10-year-old-me-at-the-beach

Many people know me as Kathy, Kat, Gata, or Tiny Warrior, but discovering my passion & purpose was a journey. I’m a child of immigrant parents, I grew up eating delicious Salvadorian food and American food like Big Macs & Whoppers. Being immigrants to the United States, my family did what they thought was right and safe — assimilate to the American culture and diet leading my family to suffer from many cardiovascular diseases. No fault to them, you don’t know what you don’t know. I can’t imagine coming to foreign country not knowing the language or the culture. I’d probably would’ve done the same thing at such a young age.

As health conditions spread throughout my family, no one ever discussed them or addressed them, accepting the diagnoses and being left disempowered and leaving their health in the hands of a doctor and pills as a bandage. All the women in my family always talked about being “gorda” and needing some miracle diet to make them skinny. They would drink the “magic green tea”, the one that had you running to the toilet all day. Yea, you can imagine the horror. All I knew, I didn’t want to have to suffer, being “gorda”, feeling helpless, and being on diets and diet. This made an imprint in my life that made me hate everything that wasn’t remotely healthy (read skinny). How could I stay skinny (because skinny means healthy)? How could I prevent developing some type of cardiovascular disease and not worry about diets? Sadly, because of all the fat body shaming I developed an eating disorder, anorexia. I’d convinced myself this was the solution. I ate little to nothing, and no fault to my parents, they didn’t know about eating disorders, so they wouldn’t have recognized the signs to help me. Coming from immigrant parents, eating disorders weren’t something we were familiar with. I had no clue I was harming my body for wanting to stay skinny. I don’t recall how long it lasted, but it wasn’t until later in life I learned I had an eating disorder. Thankfully, I did overcome it and have never experienced it again.

THE END! I figured it all out and I’ve been the healthiest I’ve ever been, right? Not really, like I said, it’s been a journey. It wasn’t until I became a mother that I began to question things about what I was putting in body and how I was treating it. For most of my young adult life I was still learning about health and wellness, trying to figure out food, diets, the new magic pills, and believing in a lot the misinformation. I thought I was doing well for my family and I, but there was so much unlearning, learning, retraining, and self-love that needed to happen.

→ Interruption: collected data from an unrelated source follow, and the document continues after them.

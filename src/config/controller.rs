//! # Controller Configuration
//!
//! Process-level settings loaded from environment variables.

use crate::constants::{
    DEFAULT_EVENT_CHANNEL_CAPACITY, DEFAULT_LOG_FILTER, DEFAULT_METRICS_PORT,
    DEFAULT_WATCH_WINDOW_SECS, MAX_WATCH_WINDOW_SECS,
};

/// Controller-level configuration
///
/// All settings have sensible defaults and can be overridden via environment variables.
/// The target list itself lives in the YAML file passed to `run --config-file`.
#[derive(Debug, Clone, PartialEq, Eq)]
pub struct ControllerConfig {
    /// Global log level (ERROR, WARN, INFO, DEBUG, TRACE)
    /// Only used when `RUST_LOG` is not set
    pub log_level: String,
    /// Log format (json, text)
    pub log_format: String,
    /// Serve `/metrics`, `/healthz` and `/readyz`
    pub enable_metrics: bool,
    /// Port of the metrics and probe server
    pub metrics_port: u16,
    /// Bound of each per-target change event channel
    pub event_channel_capacity: usize,
    /// Length of one kube watch request window (seconds)
    /// A window that elapses cleanly is reopened from the last seen resourceVersion
    pub watch_window_secs: u32,
}

impl Default for ControllerConfig {
    fn default() -> Self {
        Self {
            log_level: "INFO".to_string(),
            log_format: "text".to_string(),
            enable_metrics: true,
            metrics_port: DEFAULT_METRICS_PORT,
            event_channel_capacity: DEFAULT_EVENT_CHANNEL_CAPACITY,
            watch_window_secs: DEFAULT_WATCH_WINDOW_SECS,
        }
    }
}

impl ControllerConfig {
    /// Load configuration from environment variables with defaults
    pub fn from_env() -> Self {
        Self {
            log_level: env_var_or_default_str("LOG_LEVEL", "INFO"),
            log_format: env_var_or_default_str("LOG_FORMAT", "text"),
            enable_metrics: env_var_or_default_bool("ENABLE_METRICS", true),
            metrics_port: env_var_or_default("METRICS_PORT", DEFAULT_METRICS_PORT),
            event_channel_capacity: env_var_or_default(
                "EVENT_CHANNEL_CAPACITY",
                DEFAULT_EVENT_CHANNEL_CAPACITY,
            )
            .max(1),
            watch_window_secs: env_var_or_default("WATCH_WINDOW_SECS", DEFAULT_WATCH_WINDOW_SECS)
                .clamp(1, MAX_WATCH_WINDOW_SECS),
        }
    }

    /// Whether logs should be emitted as JSON lines
    #[must_use]
    pub fn json_logs(&self) -> bool {
        self.log_format.eq_ignore_ascii_case("json")
    }

    /// Tracing filter directive derived from `log_level`
    #[must_use]
    pub fn log_filter(&self) -> String {
        let level = self.log_level.trim();
        if level.is_empty() {
            return DEFAULT_LOG_FILTER.to_string();
        }
        format!("kube_secret_pipe={}", level.to_lowercase())
    }
}

/// Read environment variable or return default value
fn env_var_or_default<T: std::str::FromStr>(key: &str, default: T) -> T {
    std::env::var(key)
        .ok()
        .and_then(|v| v.parse().ok())
        .unwrap_or(default)
}

/// Read environment variable as boolean or return default
fn env_var_or_default_bool(key: &str, default: bool) -> bool {
    std::env::var(key)
        .ok()
        .map(|v| parse_bool(&v))
        .unwrap_or(default)
}

/// Read environment variable as string or return default
fn env_var_or_default_str(key: &str, default: &str) -> String {
    std::env::var(key).unwrap_or_else(|_| default.to_string())
}

fn parse_bool(value: &str) -> bool {
    matches!(
        value.to_lowercase().as_str(),
        "true" | "1" | "yes" | "on"
    )
}

#[cfg(test)]
mod tests {
    use super::*;

    #[test]
    fn test_defaults() {
        let config = ControllerConfig::default();
        assert_eq!(config.metrics_port, 5000);
        assert_eq!(config.event_channel_capacity, 16);
        assert_eq!(config.watch_window_secs, 290);
        assert!(config.enable_metrics);
        assert!(!config.json_logs());
    }

    #[test]
    fn test_parse_bool_accepts_common_spellings() {
        for value in ["true", "TRUE", "1", "yes", "On"] {
            assert!(parse_bool(value), "'{value}' should be true");
        }
        for value in ["false", "0", "no", "off", ""] {
            assert!(!parse_bool(value), "'{value}' should be false");
        }
    }

    #[test]
    fn test_log_filter_lowercases_level() {
        let config = ControllerConfig {
            log_level: "DEBUG".to_string(),
            ..ControllerConfig::default()
        };
        assert_eq!(config.log_filter(), "kube_secret_pipe=debug");
    }

    #[test]
    fn test_empty_log_level_uses_default_filter() {
        let config = ControllerConfig {
            log_level: " ".to_string(),
            ..ControllerConfig::default()
        };
        assert_eq!(config.log_filter(), DEFAULT_LOG_FILTER);
    }

    #[test]
    fn test_json_logs_is_case_insensitive() {
        let config = ControllerConfig {
            log_format: "JSON".to_string(),
            ..ControllerConfig::default()
        };
        assert!(config.json_logs());
    }
}
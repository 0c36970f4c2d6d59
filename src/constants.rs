//! # Constants
//!
//! Shared constants used throughout the controller.
//!
//! These values represent reasonable defaults and can be overridden via
//! environment variables where applicable (see [`crate::config::ControllerConfig`]).

/// Default HTTP server port for metrics and health probes
pub const DEFAULT_METRICS_PORT: u16 = 5000;

/// Default bound of each per-target change event channel
pub const DEFAULT_EVENT_CHANNEL_CAPACITY: usize = 16;

/// Default length of a single watch request window (seconds)
pub const DEFAULT_WATCH_WINDOW_SECS: u32 = 290;

/// kube-rs rejects watch timeouts of 295s and above
pub const MAX_WATCH_WINDOW_SECS: u32 = 294;

/// Directory mounted into pods that run with a service account
pub const SERVICE_ACCOUNT_DIR: &str = "/var/run/secrets/kubernetes.io/serviceaccount";

/// Tracing filter used when neither `RUST_LOG` nor `LOG_LEVEL` select one
pub const DEFAULT_LOG_FILTER: &str = "kube_secret_pipe=info";
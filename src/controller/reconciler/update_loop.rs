//! # Update Loop
//!
//! Single consumer of a target's change events. Each event is applied and
//! fully reconciled before the next one is received, so publishes for one
//! target never overlap or reorder.

use super::state::TargetState;
use crate::config::TargetConfig;
use crate::controller::watch::ChangeEvent;
use crate::observability::metrics;
use crate::runtime::shutdown::ShutdownRx;
use crate::store::ControlPlane;
use std::sync::Arc;
use tokio::sync::mpsc;
use tracing::{debug, info, warn};

pub(crate) async fn run_update_loop(
    store: Arc<dyn ControlPlane>,
    target: Arc<TargetConfig>,
    mut state: TargetState,
    mut template_events: mpsc::Receiver<ChangeEvent>,
    mut secret_events: mpsc::Receiver<ChangeEvent>,
    mut shutdown: ShutdownRx,
) {
    metrics::increment_targets_running();

    let mut template_open = true;
    let mut secrets_open = true;
    while template_open || secrets_open {
        let next = tokio::select! {
            _ = shutdown.changed() => {
                info!("Shutdown requested, stopping update loop");
                break;
            }
            event = template_events.recv(), if template_open => {
                template_open = event.is_some();
                event
            }
            event = secret_events.recv(), if secrets_open => {
                secrets_open = event.is_some();
                event
            }
        };

        let Some(event) = next else {
            continue;
        };
        match &event {
            ChangeEvent::Template(_) => debug!("Template source changed"),
            ChangeEvent::Secret { source, .. } => debug!(source = %source, "Secret source changed"),
        }
        state.apply(event);
        state.reconcile(store.as_ref(), &target).await;
    }

    if !template_open && !secrets_open {
        warn!("Every input watch has closed, stopping update loop");
    }
    metrics::decrement_targets_running();
}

In my mid 20’s, I began my career in healthcare in cardiovascular specialty. Completely fascinated by everything I was learning, it sparked my curiosity to do my own research on health and the connection to our cardiovascular system. I questioned where my food came from? What was in my food? And why I felt discomfort when I ate certain foods? If I was feeling discomfort, how was this effecting my daughter? I couldn’t be the only one experiencing this. What was I doing to my family’s health? Working in a Vascular practice and hearing our patient’s stories completely changed how I saw my family’s health, this was the catalyst to my own health and wellness journey, transitioning into being vegetarian, working out, and I found yoga during this time.

Little did I know, this would shape my passion and dream into what is Tiny Warrior Wellness.